SIAK-Potensi penyalahgunaan narkoba sesuai umurnya sangat tinggi di Kabupaten Siak, diperkirakan hingga kini telah mencapai enam ribu orang. Hal tersebut diketahui dari hasil penelitian Badan Narkotika Nasional bekerjasama dengan Pusat Penelitian Kesehatan Universitas Indonesia tahun 2011.
Ketua Badan Narkotika Nasional Kabupaten Siak, Alfedri menegaskan angka prevalensi (penyalahguna narkoba) nasional mencapai 2,2 persen dari jumlah total penduduk Indonesia dan pada tahun 2015 diproyeksikan mengalami kenaikan hingga 2,8 persen atau mencapai 5,1-5,6 juta orang.
Mengutip penyampaian Presiden RI Susilo Bambang Yudhoyono pada Rakor Implementasi Kebijakan dan Strategi Nasional Pencegahan dan Pemberantasan Penyalahgunaan Narkoba (P4GN) di Hotel Bidakara pada Senin (6/5), tingginya angka prevalensi tersebut menyebabkan Indonesia tidak hanya masuk dalam kategori "transit", namun telah menjadi "pasar" bagi transaksi gelap narkoba.

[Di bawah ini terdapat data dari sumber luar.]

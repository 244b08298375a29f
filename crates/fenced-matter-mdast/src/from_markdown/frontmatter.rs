//! Front matter nodes from parser events.
//!
//! For each configured kind the builder runs a small state machine:
//!
//! ```text
//! Idle --enter--> Open --value*--> Open --exit--> Idle
//! ```
//!
//! While a kind is open its raw chunks go into a buffer on the
//! [`TreeContext`]; on exit the buffer is taken back, one line ending is
//! removed from each end, and the node is closed.

use fenced_matter_syntax::{MatterId, Registry};

use super::context::TreeContext;
use crate::tree::Node;

#[derive(Debug, Clone, Copy, PartialEq, Eq)]
enum MatterState {
    Idle,
    Open,
}

/// Builds [`Node::Matter`] nodes for the kinds of one registry.
#[derive(Debug)]
pub struct FrontmatterBuilder {
    names: Vec<String>,
    states: Vec<MatterState>,
}

impl FrontmatterBuilder {
    pub fn new(registry: &Registry) -> Self {
        let names: Vec<String> = registry
            .iter()
            .map(|(_, kind)| kind.name().to_string())
            .collect();
        let states = vec![MatterState::Idle; names.len()];
        Self { names, states }
    }

    /// A block of kind `id` starts: open an empty node and start buffering.
    ///
    /// # Panics
    ///
    /// If a block of the same kind is already open.
    pub fn enter(&mut self, cx: &mut impl TreeContext, id: MatterId) {
        self.transition(id, MatterState::Idle, MatterState::Open);
        let kind = self.names[id.index()].clone();
        log::trace!("enter {kind} front matter");
        cx.enter(Node::Matter {
            kind,
            value: String::new(),
        });
        cx.buffer();
    }

    /// One raw chunk of the open block of kind `id`.
    pub fn value(&mut self, cx: &mut impl TreeContext, id: MatterId, chunk: &str) {
        assert_eq!(
            self.states[id.index()],
            MatterState::Open,
            "`{}` value outside of its block",
            self.names[id.index()]
        );
        cx.append_raw(chunk);
    }

    /// The block of kind `id` ends: trim the buffered text into the node's
    /// value and close it.
    pub fn exit(&mut self, cx: &mut impl TreeContext, id: MatterId) {
        self.transition(id, MatterState::Open, MatterState::Idle);
        let raw = cx.resume();
        let trimmed = strip_boundary_line_endings(&raw);
        log::trace!(
            "exit {} front matter ({} bytes)",
            self.names[id.index()],
            trimmed.len()
        );
        match cx.current_mut() {
            Node::Matter { value, .. } => *value = trimmed.to_string(),
            other => panic!("expected open front matter, found `{}`", other.type_name()),
        }
        cx.exit();
    }

    fn transition(&mut self, id: MatterId, from: MatterState, to: MatterState) {
        let state = &mut self.states[id.index()];
        assert_eq!(
            *state,
            from,
            "`{}` front matter is already {:?}",
            self.names[id.index()],
            state
        );
        *state = to;
    }
}

/// Remove exactly one line ending (`\r\n`, `\n` or `\r`) from the start and
/// one from the end.
pub fn strip_boundary_line_endings(raw: &str) -> &str {
    let raw = ["\r\n", "\n", "\r"]
        .iter()
        .find_map(|eol| raw.strip_prefix(eol))
        .unwrap_or(raw);
    ["\r\n", "\n", "\r"]
        .iter()
        .find_map(|eol| raw.strip_suffix(eol))
        .unwrap_or(raw)
}
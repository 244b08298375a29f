//! # Grammar Rules
//!
//! This module contains the grammar rules that drive parsing. Each function
//! takes a `&mut Parser` and uses its methods to:
//!
//! 1. Inspect the current token (`p.current()`, `p.at()`, `p.nth()`)
//! 2. Consume tokens (`p.bump()`, `p.eat()`)
//! 3. Build tree structure (`p.start()` → marker → `complete()`/`abandon()`)
//!
//! ## Module Structure
//!
//! - [`block`] - Block-level elements (headings, paragraphs, lists, code blocks)
//! - [`matter`] - Front matter blocks of the configured kinds
//!
//! ## Error Recovery
//!
//! Grammar functions are lenient: anything that does not match a construct
//! falls through to a paragraph. Malformed front matter (indented fence,
//! wrong fence length, missing close) is simply not front matter.

mod block;
mod matter;

use crate::parser::Parser;
use crate::syntax_kind::SyntaxKind;

/// Parse the root document.
///
/// This is the entry point for parsing. It creates a ROOT node containing
/// all top-level blocks in the document.
pub fn root(p: &mut Parser<'_, '_>) {
    let m = p.start();

    while !p.at_end() {
        block::block(p);
    }

    m.complete(p, SyntaxKind::ROOT);
}
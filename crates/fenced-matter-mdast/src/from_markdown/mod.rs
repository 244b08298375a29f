//! # Markdown → document tree
//!
//! [`Compiler`] is a [`TreeSink`]: it replays the events of a
//! [`fenced_matter_syntax::parse`] and turns each block into a [`Node`].
//!
//! ## Event flow
//!
//! ```text
//! Start(ROOT)
//!   Matter(toml)           → FrontmatterBuilder::enter  (node + buffer)
//!     FRONT_MATTER_FENCE   → ignored
//!     FRONT_MATTER_VALUE   → FrontmatterBuilder::value  (append_raw)
//!     FRONT_MATTER_FENCE   → ignored
//!   Finish                 → FrontmatterBuilder::exit   (resume, trim, close)
//!   Start(PARAGRAPH)       → buffer
//!     TEXT, NEWLINE, ...   → append_raw
//!   Finish                 → resume, build the paragraph
//! Finish
//! ```
//!
//! Other block kinds capture their raw text the same way and are converted
//! when they close.

mod context;
mod frontmatter;

pub use context::{TreeContext, TreeState};
pub use frontmatter::{FrontmatterBuilder, strip_boundary_line_endings};

use fenced_matter_syntax::{MatterId, Registry, SyntaxKind, TreeSink, parse};

use crate::tree::Node;

/// Parse `source` and build its document tree.
pub fn from_markdown(source: &str, registry: &Registry) -> Node {
    let parse = parse(source, registry);
    let mut compiler = Compiler::new(registry);
    parse.replay(&mut compiler);
    compiler.finish()
}

#[derive(Debug, Clone, Copy)]
enum Open {
    Syntax(SyntaxKind),
    Matter(MatterId),
}

/// Builds a [`Node`] tree from parser events.
pub struct Compiler {
    tree: TreeState,
    frontmatter: FrontmatterBuilder,
    open: Vec<Open>,
}

impl Compiler {
    pub fn new(registry: &Registry) -> Self {
        Self {
            tree: TreeState::new(),
            frontmatter: FrontmatterBuilder::new(registry),
            open: Vec::new(),
        }
    }

    /// Return the root node.
    pub fn finish(self) -> Node {
        self.tree.finish()
    }
}

impl TreeSink for Compiler {
    fn start_node(&mut self, kind: SyntaxKind) {
        if kind != SyntaxKind::ROOT {
            self.tree.buffer();
        }
        self.open.push(Open::Syntax(kind));
    }

    fn start_matter(&mut self, matter: MatterId) {
        self.frontmatter.enter(&mut self.tree, matter);
        self.open.push(Open::Matter(matter));
    }

    fn token(&mut self, kind: SyntaxKind, text: &str) {
        match self.open.last() {
            Some(Open::Matter(id)) => {
                if kind == SyntaxKind::FRONT_MATTER_VALUE {
                    self.frontmatter.value(&mut self.tree, *id, text);
                }
            }
            // Blank lines between blocks
            Some(Open::Syntax(SyntaxKind::ROOT)) | None => {}
            Some(Open::Syntax(_)) => self.tree.append_raw(text),
        }
    }

    fn finish_node(&mut self) {
        match self.open.pop() {
            Some(Open::Matter(id)) => self.frontmatter.exit(&mut self.tree, id),
            Some(Open::Syntax(SyntaxKind::ROOT)) => {}
            Some(Open::Syntax(kind)) => {
                let raw = self.tree.resume();
                if let Some(node) = block(kind, &raw) {
                    self.tree.enter(node);
                    self.tree.exit();
                }
            }
            None => panic!("finish without a matching start"),
        }
    }
}

/// Convert the raw text of one block.
fn block(kind: SyntaxKind, raw: &str) -> Option<Node> {
    let node = match kind {
        SyntaxKind::HEADING => {
            let depth = raw.chars().take_while(|&c| c == '#').count();
            let text = raw[depth..].trim();
            Node::Heading {
                depth: u8::try_from(depth).unwrap_or(u8::MAX),
                children: phrasing(text),
            }
        }
        SyntaxKind::PARAGRAPH => Node::Paragraph {
            children: phrasing(&strip_indent(lines(raw))),
        },
        SyntaxKind::BLOCK_QUOTE => {
            let lines = lines(raw).map(|line| {
                let line = line.trim_start();
                line.strip_prefix('>').unwrap_or(line)
            });
            Node::Blockquote {
                children: flow(&strip_indent(lines)),
            }
        }
        SyntaxKind::LIST_ITEM => {
            // Marker is a single ASCII byte
            let content = raw.trim_start().get(1..).unwrap_or_default();
            Node::ListItem {
                children: flow(&strip_indent(lines(content))),
            }
        }
        SyntaxKind::THEMATIC_BREAK => Node::ThematicBreak,
        SyntaxKind::FENCED_CODE => code(raw),
        _ => {
            log::debug!("no document node for {kind:?}");
            return None;
        }
    };
    Some(node)
}

/// Lines of `text` split on `\r\n`, `\n` or a lone `\r`, without their
/// endings. A final line ending does not start an empty line.
fn lines(text: &str) -> impl Iterator<Item = &str> {
    let mut rest = text;
    std::iter::from_fn(move || {
        if rest.is_empty() {
            return None;
        }
        let Some(index) = rest.find(['\r', '\n']) else {
            return Some(std::mem::take(&mut rest));
        };
        let line = &rest[..index];
        let ending = if rest[index..].starts_with("\r\n") { 2 } else { 1 };
        rest = &rest[index + ending..];
        Some(line)
    })
}

fn strip_indent<'a>(lines: impl Iterator<Item = &'a str>) -> String {
    lines.map(str::trim_start).collect::<Vec<_>>().join("\n")
}

/// A single text child, or none for empty content.
fn phrasing(text: &str) -> Vec<Node> {
    if text.is_empty() {
        Vec::new()
    } else {
        vec![Node::text(unescape(text))]
    }
}

/// A single paragraph child, or none for empty content.
fn flow(text: &str) -> Vec<Node> {
    let text = text.trim_end();
    if text.is_empty() {
        Vec::new()
    } else {
        vec![Node::Paragraph {
            children: phrasing(text),
        }]
    }
}

fn code(raw: &str) -> Node {
    let mut lines = lines(raw);
    let opening = lines.next().unwrap_or_default();
    let marker = opening.chars().next().unwrap_or('`');
    let fence_len = opening.chars().take_while(|&c| c == marker).count();
    let lang = opening[fence_len * marker.len_utf8()..]
        .split_whitespace()
        .next()
        .map(unescape);

    let mut body: Vec<&str> = lines.collect();
    if let Some(last) = body.last() {
        let last = last.trim_end();
        let closing = last.chars().take_while(|&c| c == marker).count();
        if closing >= fence_len && closing == last.chars().count() {
            body.pop();
        }
    }

    Node::Code {
        lang,
        value: body.join("\n"),
    }
}

/// Decode backslash escapes of ASCII punctuation and numeric character
/// references (`&#35;`, `&#x23;`).
pub fn unescape(text: &str) -> String {
    let mut out = String::with_capacity(text.len());
    let mut rest = text;

    while let Some(index) = rest.find(['\\', '&']) {
        out.push_str(&rest[..index]);
        rest = &rest[index..];

        if let Some(after) = rest.strip_prefix('\\') {
            match after.chars().next() {
                Some(c) if c.is_ascii_punctuation() => {
                    out.push(c);
                    rest = &after[1..];
                }
                _ => {
                    out.push('\\');
                    rest = after;
                }
            }
        } else if let Some((decoded, len)) = numeric_reference(rest) {
            out.push(decoded);
            rest = &rest[len..];
        } else {
            out.push('&');
            rest = &rest[1..];
        }
    }

    out.push_str(rest);
    out
}

/// Parse `&#NNN;` or `&#xHH;` at the start of `text`, returning the
/// character and the number of bytes consumed.
fn numeric_reference(text: &str) -> Option<(char, usize)> {
    let body = text.strip_prefix("&#")?;
    let (digits, radix, prefix) = match body.strip_prefix(['x', 'X']) {
        Some(hex) => (hex, 16, 3),
        None => (body, 10, 2),
    };
    let end = digits.find(';')?;
    let digits = &digits[..end];
    let max_len = if radix == 16 { 6 } else { 7 };
    if digits.is_empty()
        || digits.len() > max_len
        || !digits.chars().all(|c| c.is_digit(radix))
    {
        return None;
    }
    let code = u32::from_str_radix(digits, radix).ok()?;
    let decoded = match char::from_u32(code) {
        Some('\0') | None => char::REPLACEMENT_CHARACTER,
        Some(c) => c,
    };
    Some((decoded, prefix + digits.len() + 1))
}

Kondisi itu tidak lagi ideal bila dibandingkan dengan jumlah fasilitas rehabilitasi narkoba yang baru memiliki daya tampung 18.000 jiwa, seperti halnya pusat rehabilitasi narkoba nasional di Lido, Jabar. Dalam kesempatan itu, Presiden juga memberikan arahan kepada seluruh elemen bangsa untuk bekerja keras memerangi narkoba demi terwujudnya Indonesia bebas narkoba 2015 dalam poin-poin arahan kepada daerah yang sejalan instruksi Presiden RI Nomor 12 Tahun 2011 untuk mempersiapkan ketersediaan fasilitas rehabilitasi ketergantungan narkoba di setiap daerah guna mengantisipasi tingginya angka prevalensi tersebut.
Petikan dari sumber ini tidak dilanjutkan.